Does she have to give all she had? Of course not. When Ananias and Sapphira donate money they earn from selling land, God does not strike them down because they withhold some of the proceeds but because they lie about it (Acts 5:1–11). Their intention was personal pride, not support for God.
When Jesus tells the rich young ruler that to gain eternal life he has to sell all his possessions and give to the poor, Jesus doesn't mean that the rich can't be saved. Jesus can tell by the man's assertion that he obeys the Ten Commandments relating to people that he has a hard time honoring God above his chosen idol—money. Jesus' stipulation is about idolatry, not forced poverty (Mark 10:17–22).
Jesus' closest friends outside His twelve disciples are Mary, Martha, and Lazarus. At least once, if not twice, in the course of a week Mary anoints Jesus with three hundred-denarii-worth of perfume (John 12:1–8; Mark 14:3–9). When the disciples challenge her, Jesus tells them that her offering is far more important than the Twelve's finances.
In the church age, there is no standard for how much we should give or what percentage of our wealth we should donate. Like Zacchaeus, we should give as much as we feel God is leading us (Luke 19:1–10) and we should give joyfully (2 Corinthians 9:7). Most importantly, we should recognize that we are giving to God. If we give so that others can see us and praise our generosity, our desires are for worldly status and not devotion to God (Matthew 6:1–4).
Mark 12:41–44 relates an event also found in Luke 21:1–4. Jesus has spent much of the week arguing with men who often misinterpret Scripture for personal gain. He has spent much of His ministry teaching the disciples that to truly follow Him they must be humble (Mark 9:33–37; 10:35–45). Jesus' public ministry is finished. From now until the arrest in the garden of Gethsemane, He will teach the disciples and spend time with friends (Mark 14:3–9). But before He leaves the temple courtyard, Jesus points out one person who understands what it means to faithfully follow God.
This chapter contains lessons taught by Jesus in various circumstances.
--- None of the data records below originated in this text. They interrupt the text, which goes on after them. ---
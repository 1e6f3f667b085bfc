//! Network reachability probes used by the contact and website checks.

use std::time::Duration;

use async_trait::async_trait;
use hickory_resolver::config::{ResolverConfig, ResolverOpts};
use hickory_resolver::TokioAsyncResolver;
use tracing::debug;

/// Existence checks for mail and web infrastructure behind a domain.
#[async_trait]
pub trait ReachabilityProbe: Send + Sync {
    /// True when the bare domain answers over HTTPS or HTTP with a
    /// non-error status.
    async fn domain_resolves(&self, domain: &str) -> bool;

    /// True when the domain publishes at least one MX record.
    async fn has_mx_records(&self, domain: &str) -> bool;
}

/// Probe implementation using live HTTP requests and DNS lookups.
pub struct HttpProbe {
    client: reqwest::Client,
    resolver: TokioAsyncResolver,
}

impl HttpProbe {
    pub fn new(timeout: Duration) -> anyhow::Result<Self> {
        let client = reqwest::Client::builder().timeout(timeout).build()?;
        let resolver =
            TokioAsyncResolver::tokio(ResolverConfig::default(), ResolverOpts::default());
        Ok(Self { client, resolver })
    }
}

#[async_trait]
impl ReachabilityProbe for HttpProbe {
    async fn domain_resolves(&self, domain: &str) -> bool {
        for scheme in ["https", "http"] {
            match self.client.get(format!("{scheme}://{domain}/")).send().await {
                Ok(response) if response.status().as_u16() < 400 => return true,
                Ok(response) => {
                    debug!("{scheme}://{domain} answered {}", response.status());
                }
                Err(e) => {
                    debug!("{scheme}://{domain} unreachable: {e}");
                }
            }
        }
        false
    }

    async fn has_mx_records(&self, domain: &str) -> bool {
        match self.resolver.mx_lookup(domain).await {
            Ok(lookup) => lookup.iter().next().is_some(),
            Err(e) => {
                debug!("MX lookup failed for {domain}: {e}");
                false
            }
        }
    }
}

/// Whether a domain shares a token longer than two characters with the
/// company name.
pub fn domain_matches_company(domain: &str, company_name: &str) -> bool {
    let domain = domain.to_lowercase();
    company_name
        .split(|c: char| !c.is_alphanumeric())
        .filter(|token| token.len() > 2)
        .any(|token| domain.contains(&token.to_lowercase()))
}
He explains the eventual destruction of traditional Judaism, the relationship between secular and sacred obligations, the nature of the resurrection, and the most important of God's commandments. Jesus also expounds on Messianic statements in the Old Testament. Jesus also condemns the glory-seeking shallowness of the scribes, and extolls the virtues of sincere, faith-based giving.
Days before, Jesus has entered Jerusalem, hailed as a hero by the people (Mark 11:1–11). While teaching in the temple courtyard, Jesus shows superior understanding of Scripture over the chief priests, scribes, and elders (Mark 12:27–33), the Pharisees and Herodians (Mark 12:13), the Sadducees (Mark 12:18), and the scribes again (Mark 12:35, 38). Sadly, even in the instance where a scribe does understand Scripture, that is no guarantee he will follow it to its logical conclusion: Jesus (Mark 12:28–34). In contrast, a humble widow exemplifies the faithfulness and piety the leaders lack (Mark 12:41–44). Jesus leaves the temple for the last time to teach the disciples on the Mount of Olives (Mark 13). In Mark 14, He prepares for the crucifixion.
The Gospel of Mark emphasizes both Jesus' servanthood and His role as the promised Messiah: the Son of God. This is done through a concise, action-packed style. Mark provides relatively few details, instead focusing on actions and simple statements. This relates to the Gospel's authorship, which is believed to be based on the memories of the apostle Peter. These include many of Jesus' miracles, in contrast to other Gospels which include many more of Jesus' teachings and parables. Mark also makes frequent mention of Jesus' ministry being misunderstood by others.